- Stored data
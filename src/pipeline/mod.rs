//! 查询编排流水线：计划 → 执行 → 合成

pub mod events;
pub mod executor;
pub mod orchestrator;
pub mod plan;
pub mod planner;
pub mod reference;
pub mod synthesizer;

pub use events::{EventSink, PipelineEvent, Progress};
pub use executor::{latest_job, PlanExecutor};
pub use orchestrator::{
    Orchestrator, QueryRequest, QueryResponse, TokenUsage, APOLOGY_MESSAGE,
};
pub use plan::{
    ExecutionPlan, PlanStep, Source, SourceRecord, ToolCallRecord, ToolResult,
    DEFAULT_PLAN_UNDERSTANDING,
};
pub use planner::{extract_plan, Planner};
pub use reference::{resolve_params, PathSegment, ReferenceError, StepReference};
pub use synthesizer::{
    is_transcript_analysis, SynthesisResult, Synthesizer, TIMEOUT_MODEL, TIMEOUT_RESPONSE,
    TRANSCRIPT_KEYWORDS,
};
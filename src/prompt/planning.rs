//! 规划 prompt：工具目录 + 输出约定 + 工具选择规则

use schemars::schema_for;

use crate::pipeline::plan::RawPlan;
use crate::prompt::{common_blocks, PromptInputs};
use crate::tools::ToolDescriptor;

/// 规划 prompt 的最后一段
pub const PLANNING_OUTPUT_RULE: &str =
    "Return ONLY a JSON object matching the format above. No prose before or after it.";

const OUTPUT_CONTRACT: &str = r#"## Output format
Respond with an execution plan:
```json
{
  "understanding": "Find the Acme client and list its open tasks",
  "steps": [
    {"tool": "query_clients", "params": {"name": "Acme"}, "reason": "Look up the client id", "confidence": 0.9},
    {"tool": "query_tasks", "params": {"client_id": "$step1.data.clients[0].id", "status": "open"}, "reason": "Open tasks for that client", "confidence": 0.8}
  ],
  "estimated_time": "5 seconds",
  "requires_approval": []
}
```
- Steps run in order. A string param of the form `$step<N>.<path>` is replaced by a field of step N's result
  (1-based, earlier steps only), e.g. `$step1.data.items[0].id`.
- Use an empty `steps` array when no tool is needed.
- List in `requires_approval` every tool that sends, deletes or changes something on the user's behalf."#;

const TOOL_SELECTION_RULES: &str = "\
## Tool selection rules
- If the request mentions a meeting, call or transcript, prefer a transcript search tool over generic database queries.
- Prefer the most specific tool for the record type (client, project, proposal, task) over a generic query tool.
- Look records up before acting on them; never guess ids.
- Only use tools listed in the catalog above.";

/// 计划 JSON 的 schema（schemars 生成），附在输出约定之后
pub fn plan_schema_json() -> String {
    let schema = schema_for!(RawPlan);
    serde_json::to_string_pretty(&schema).unwrap_or_default()
}

fn catalog_block(tools: &[ToolDescriptor]) -> String {
    let catalog = serde_json::to_string_pretty(tools).unwrap_or_else(|_| "[]".to_string());
    format!("## Available tools\n```json\n{catalog}\n```")
}

fn request_block(inputs: &PromptInputs<'_>) -> String {
    let mut lines = vec![format!("## Current request\n{}", inputs.user_message.trim())];
    if inputs.history_len > 0 {
        lines.push(format!(
            "The {} earlier messages of this conversation are included; resolve references such as \"that client\" from them.",
            inputs.history_len
        ));
    }
    lines.join("\n")
}

pub fn build_planning_prompt(inputs: &PromptInputs<'_>, tools: &[ToolDescriptor]) -> String {
    let mut blocks = common_blocks(inputs);
    blocks.push(catalog_block(tools));
    blocks.push(OUTPUT_CONTRACT.to_string());
    blocks.push(format!("JSON schema of the plan:\n```json\n{}\n```", plan_schema_json()));
    blocks.push(TOOL_SELECTION_RULES.to_string());
    blocks.push(request_block(inputs));
    blocks.push(PLANNING_OUTPUT_RULE.to_string());
    blocks.join("\n\n")
}
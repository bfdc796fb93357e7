//! 应用配置：从 config/default.toml 与环境变量加载
//!
//! 加载顺序：先读 TOML 文件，再用环境变量 `STEWARD__*` 覆盖（双下划线表示嵌套，如 `STEWARD__LLM__PRIMARY__MODEL=...`）。

use std::path::PathBuf;
use std::time::Duration;

use serde::Deserialize;

/// 应用配置根（对应 config/default.toml 的顶层）
#[derive(Debug, Clone, Deserialize, Default)]
#[serde(default)]
pub struct AppConfig {
    pub app: AppSection,
    pub llm: LlmSection,
    pub tools: ToolsSection,
    pub memory: MemorySection,
    pub store: StoreSection,
}

/// [app] 段：应用名、对话轮数上限
#[derive(Debug, Clone, Deserialize)]
#[serde(default)]
pub struct AppSection {
    pub name: Option<String>,
    /// 规划时带入的历史轮数（每轮 user + assistant 两条）
    pub max_context_turns: usize,
}

impl Default for AppSection {
    fn default() -> Self {
        Self {
            name: None,
            max_context_turns: 20,
        }
    }
}

impl AppSection {
    pub fn history_limit(&self) -> usize {
        self.max_context_turns * 2
    }
}

/// [llm] 段：主备模型、合成时限
#[derive(Debug, Clone, Deserialize)]
#[serde(default)]
pub struct LlmSection {
    pub primary: ProviderSection,
    pub fallback: ProviderSection,
    /// 合成阶段硬时限（秒），超时返回降级回复
    pub synthesis_timeout_secs: u64,
    pub max_tokens: u32,
    /// 保留的开关：转写分析类查询是否偏向备用模型；目前主模型总是先尝试
    pub use_fallback_for_transcripts: bool,
}

impl Default for LlmSection {
    fn default() -> Self {
        Self {
            primary: ProviderSection::anthropic(),
            fallback: ProviderSection::openai(),
            synthesis_timeout_secs: 45,
            max_tokens: 4096,
            use_fallback_for_transcripts: false,
        }
    }
}

impl LlmSection {
    pub fn synthesis_timeout(&self) -> Duration {
        Duration::from_secs(self.synthesis_timeout_secs)
    }
}

/// [llm.primary] / [llm.fallback]：后端名、模型、端点与 API Key 环境变量名
#[derive(Debug, Clone, Deserialize)]
pub struct ProviderSection {
    /// anthropic / openai / deepseek / mock
    pub provider: String,
    pub model: String,
    #[serde(default)]
    pub base_url: Option<String>,
    /// 读取 API Key 的环境变量；未设置时视为「未配置」
    #[serde(default)]
    pub api_key_env: Option<String>,
}

impl ProviderSection {
    fn anthropic() -> Self {
        Self {
            provider: "anthropic".into(),
            model: "claude-sonnet-4-20250514".into(),
            base_url: None,
            api_key_env: Some("ANTHROPIC_API_KEY".into()),
        }
    }

    fn openai() -> Self {
        Self {
            provider: "openai".into(),
            model: "gpt-4o".into(),
            base_url: None,
            api_key_env: Some("OPENAI_API_KEY".into()),
        }
    }

    /// 从 api_key_env 指定的环境变量读取 Key
    pub fn api_key(&self) -> Option<String> {
        self.api_key_env
            .as_deref()
            .and_then(|name| std::env::var(name).ok())
            .filter(|k| !k.trim().is_empty())
    }
}

impl Default for ProviderSection {
    fn default() -> Self {
        Self::anthropic()
    }
}

/// [tools] 段：单次工具调用超时（秒）；不设置则不限时
#[derive(Debug, Clone, Deserialize, Default)]
#[serde(default)]
pub struct ToolsSection {
    pub timeout_secs: Option<u64>,
}

impl ToolsSection {
    pub fn timeout(&self) -> Option<Duration> {
        self.timeout_secs.filter(|s| *s > 0).map(Duration::from_secs)
    }
}

/// [memory] 段：工具使用频率强化偏好的参数
#[derive(Debug, Clone, Deserialize)]
#[serde(default)]
pub struct MemorySection {
    /// 单次查询内同一工具使用次数达到该值才记为偏好
    pub reinforcement_threshold: usize,
    pub initial_confidence: f64,
    pub confidence_increment: f64,
}

impl Default for MemorySection {
    fn default() -> Self {
        Self {
            reinforcement_threshold: 2,
            initial_confidence: 0.6,
            confidence_increment: 0.1,
        }
    }
}

/// [store] 段：SQLite 连接串
#[derive(Debug, Clone, Deserialize)]
#[serde(default)]
pub struct StoreSection {
    pub database_url: String,
    pub max_connections: u32,
}

impl Default for StoreSection {
    fn default() -> Self {
        Self {
            database_url: "sqlite:steward.db?mode=rwc".into(),
            max_connections: 5,
        }
    }
}

/// 从 config 目录加载配置，环境变量 STEWARD__* 可覆盖
///
/// 1. 按顺序查找 config/default.toml、../config/default.toml、default.toml，找到则作为第一源
/// 2. 若传入 config_path 且文件存在，则追加该文件（可覆盖前面的键）
/// 3. 最后叠加环境变量 STEWARD__*（双下划线表示嵌套键）
pub fn load_config(config_path: Option<PathBuf>) -> Result<AppConfig, config::ConfigError> {
    let mut builder = config::Config::builder();

    let default_names = ["config/default", "../config/default", "default"];
    for name in default_names {
        let path = format!("{}.toml", name);
        if std::path::Path::new(&path).exists() {
            builder = builder.add_source(config::File::with_name(name).required(false));
            break;
        }
    }

    if let Some(ref path) = config_path {
        if path.exists() {
            builder = builder.add_source(config::File::from(path.clone()).required(false));
        }
    }

    builder = builder.add_source(
        config::Environment::with_prefix("STEWARD")
            .separator("__")
            .try_parsing(true),
    );

    let c = builder.build()?;
    c.try_deserialize()
}

#[cfg(test)]
mod tests {
    use super::*;

    #[test]
    fn test_defaults() {
        let cfg = AppConfig::default();
        assert_eq!(cfg.llm.synthesis_timeout_secs, 45);
        assert_eq!(cfg.llm.primary.provider, "anthropic");
        assert_eq!(cfg.llm.fallback.provider, "openai");
        assert_eq!(cfg.memory.reinforcement_threshold, 2);
        assert!(cfg.tools.timeout().is_none());
        assert_eq!(cfg.app.history_limit(), 40);
    }

    #[test]
    fn test_load_from_file_overrides() {
        let dir = tempfile::tempdir().unwrap();
        let path = dir.path().join("custom.toml");
        std::fs::write(
            &path,
            r#"
[llm]
synthesis_timeout_secs = 10

[llm.primary]
provider = "mock"
model = "scripted"

[tools]
timeout_secs = 5
"#,
        )
        .unwrap();

        let cfg = load_config(Some(path)).unwrap();
        assert_eq!(cfg.llm.synthesis_timeout_secs, 10);
        assert_eq!(cfg.llm.primary.provider, "mock");
        assert_eq!(cfg.llm.fallback.provider, "openai");
        assert_eq!(cfg.tools.timeout(), Some(Duration::from_secs(5)));
    }
}
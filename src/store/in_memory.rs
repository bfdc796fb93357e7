//! 内存存储：测试与无数据库运行时使用

use std::collections::HashMap;

use async_trait::async_trait;
use tokio::sync::RwLock;

use super::{MessageRecord, Reinforcement, Store};
use crate::core::StoreError;
use crate::memory::{Message, UserPreference};
use crate::prompt::UserProfile;

#[derive(Default)]
pub struct InMemoryStore {
    messages: RwLock<HashMap<String, Vec<MessageRecord>>>,
    preferences: RwLock<HashMap<(String, String), UserPreference>>,
    profiles: RwLock<HashMap<String, UserProfile>>,
}

impl InMemoryStore {
    pub fn new() -> Self {
        Self::default()
    }

    pub async fn put_profile(&self, user_id: &str, profile: UserProfile) {
        self.profiles
            .write()
            .await
            .insert(user_id.to_string(), profile);
    }

    pub async fn put_preference(&self, pref: UserPreference) {
        self.preferences.write().await.insert(
            (pref.user_id.clone(), pref.preference_key.clone()),
            pref,
        );
    }

    /// 会话内全部消息记录（含 plan_json 等字段）
    pub async fn records(&self, session_id: &str) -> Vec<MessageRecord> {
        self.messages
            .read()
            .await
            .get(session_id)
            .cloned()
            .unwrap_or_default()
    }
}

#[async_trait]
impl Store for InMemoryStore {
    async fn load_history(&self, session_id: &str, limit: usize) -> Result<Vec<Message>, StoreError> {
        let messages = self.messages.read().await;
        let records = messages.get(session_id).map(Vec::as_slice).unwrap_or(&[]);
        let skip = records.len().saturating_sub(limit);
        Ok(records[skip..]
            .iter()
            .map(|r| Message {
                role: r.role,
                content: r.content.clone(),
            })
            .collect())
    }

    async fn save_message(&self, record: &MessageRecord) -> Result<(), StoreError> {
        let Some(session_id) = record.session_id.as_deref() else {
            return Ok(());
        };
        self.messages
            .write()
            .await
            .entry(session_id.to_string())
            .or_default()
            .push(record.clone());
        Ok(())
    }

    async fn load_preferences(&self, user_id: &str) -> Result<Vec<UserPreference>, StoreError> {
        let prefs = self.preferences.read().await;
        let mut list: Vec<UserPreference> = prefs
            .values()
            .filter(|p| p.user_id == user_id)
            .cloned()
            .collect();
        list.sort_by(|a, b| a.preference_key.cmp(&b.preference_key));
        Ok(list)
    }

    async fn reinforce_preference(
        &self,
        user_id: &str,
        key: &str,
        value: &str,
        reinforcement: Reinforcement,
    ) -> Result<f64, StoreError> {
        let mut prefs = self.preferences.write().await;
        let entry = prefs
            .entry((user_id.to_string(), key.to_string()))
            .and_modify(|p| {
                p.preference_value = value.to_string();
                p.confidence_score = reinforcement.apply(p.confidence_score);
            })
            .or_insert_with(|| UserPreference {
                user_id: user_id.to_string(),
                preference_key: key.to_string(),
                preference_value: value.to_string(),
                confidence_score: reinforcement.initial,
            });
        Ok(entry.confidence_score)
    }

    async fn load_profile(&self, user_id: &str) -> Result<Option<UserProfile>, StoreError> {
        Ok(self.profiles.read().await.get(user_id).cloned())
    }
}

#[cfg(test)]
mod tests {
    use super::*;
    use crate::memory::Role;

    #[tokio::test]
    async fn test_save_without_session_is_noop() {
        let store = InMemoryStore::new();
        store
            .save_message(&MessageRecord::new(None, Role::User, "hello"))
            .await
            .unwrap();
        assert!(store.messages.read().await.is_empty());
    }

    #[tokio::test]
    async fn test_history_keeps_latest_in_order() {
        let store = InMemoryStore::new();
        for i in 0..5 {
            store
                .save_message(&MessageRecord::new(Some("s1"), Role::User, format!("m{i}")))
                .await
                .unwrap();
        }
        let history = store.load_history("s1", 2).await.unwrap();
        let contents: Vec<_> = history.iter().map(|m| m.content.as_str()).collect();
        assert_eq!(contents, vec!["m3", "m4"]);
    }
}
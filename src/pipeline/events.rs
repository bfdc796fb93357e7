//! 流式事件：`{type, data}`，每个查询单写者、严格按发出顺序送达
//!
//! 顺序：plan → (progress, tool_start, tool_result | tool_error)* → progress("Analyzing results...")
//! → [progress(verification)] → progress("Generating response...") → response_chunk*

use serde::Serialize;
use serde_json::Value;
use tokio::sync::mpsc::UnboundedSender;

use crate::pipeline::ExecutionPlan;

pub const ANALYZING_RESULTS: &str = "Analyzing results...";
pub const VERIFYING: &str = "Verifying commitments and action items...";
pub const GENERATING_RESPONSE: &str = "Generating response...";

#[derive(Debug, Clone, PartialEq, Serialize)]
#[serde(untagged)]
pub enum Progress {
    /// 第 step 步（1 起始）开始执行
    Step {
        step: usize,
        total: usize,
        tool: String,
        status: String,
    },
    Stage { message: String },
}

#[derive(Debug, Clone, PartialEq, Serialize)]
#[serde(tag = "type", content = "data", rename_all = "snake_case")]
pub enum PipelineEvent {
    Plan(ExecutionPlan),
    Progress(Progress),
    ToolStart {
        step: usize,
        tool: String,
        params: Value,
    },
    ToolResult {
        step: usize,
        tool: String,
        summary: String,
    },
    ToolError {
        step: usize,
        tool: String,
        error: String,
    },
    ResponseChunk { text: String },
}

impl PipelineEvent {
    pub fn step_progress(step: usize, total: usize, tool: &str) -> Self {
        Self::Progress(Progress::Step {
            step,
            total,
            tool: tool.to_string(),
            status: "executing".to_string(),
        })
    }

    pub fn stage(message: &str) -> Self {
        Self::Progress(Progress::Stage {
            message: message.to_string(),
        })
    }

    /// 与线上 `type` 字段一致
    pub fn kind(&self) -> &'static str {
        match self {
            Self::Plan(_) => "plan",
            Self::Progress(_) => "progress",
            Self::ToolStart { .. } => "tool_start",
            Self::ToolResult { .. } => "tool_result",
            Self::ToolError { .. } => "tool_error",
            Self::ResponseChunk { .. } => "response_chunk",
        }
    }
}

/// 调用方提供的事件通道；未提供时所有 emit 为 no-op
#[derive(Debug, Clone, Default)]
pub struct EventSink {
    tx: Option<UnboundedSender<PipelineEvent>>,
}

impl EventSink {
    pub fn new(tx: Option<UnboundedSender<PipelineEvent>>) -> Self {
        Self { tx }
    }

    pub fn none() -> Self {
        Self::default()
    }

    pub fn is_streaming(&self) -> bool {
        self.tx.is_some()
    }

    /// 接收方已关闭时丢弃事件，查询继续
    pub fn emit(&self, event: PipelineEvent) {
        if let Some(tx) = &self.tx {
            if tx.send(event).is_err() {
                tracing::debug!("Event receiver dropped");
            }
        }
    }
}

#[cfg(test)]
mod tests {
    use super::*;
    use serde_json::json;

    #[test]
    fn test_wire_shape() {
        let v = serde_json::to_value(PipelineEvent::step_progress(1, 3, "query_clients")).unwrap();
        assert_eq!(
            v,
            json!({"type": "progress", "data": {"step": 1, "total": 3, "tool": "query_clients", "status": "executing"}})
        );

        let v = serde_json::to_value(PipelineEvent::stage(ANALYZING_RESULTS)).unwrap();
        assert_eq!(v, json!({"type": "progress", "data": {"message": "Analyzing results..."}}));

        let v = serde_json::to_value(PipelineEvent::ResponseChunk { text: "Hi".into() }).unwrap();
        assert_eq!(v, json!({"type": "response_chunk", "data": {"text": "Hi"}}));
    }

    #[tokio::test]
    async fn test_sink_preserves_order_and_survives_dropped_receiver() {
        let (tx, mut rx) = tokio::sync::mpsc::unbounded_channel();
        let sink = EventSink::new(Some(tx));
        sink.emit(PipelineEvent::stage("a"));
        sink.emit(PipelineEvent::stage("b"));
        assert_eq!(rx.recv().await, Some(PipelineEvent::stage("a")));
        assert_eq!(rx.recv().await, Some(PipelineEvent::stage("b")));
        drop(rx);
        sink.emit(PipelineEvent::stage("c"));
        EventSink::none().emit(PipelineEvent::stage("d"));
    }
}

- What you will do
Extract, from the material above, each line holding the word "join".

- Output for this exercise
    lines.join("\n")
    blocks.join("\n\n")
        let path = dir.path().join("custom.toml");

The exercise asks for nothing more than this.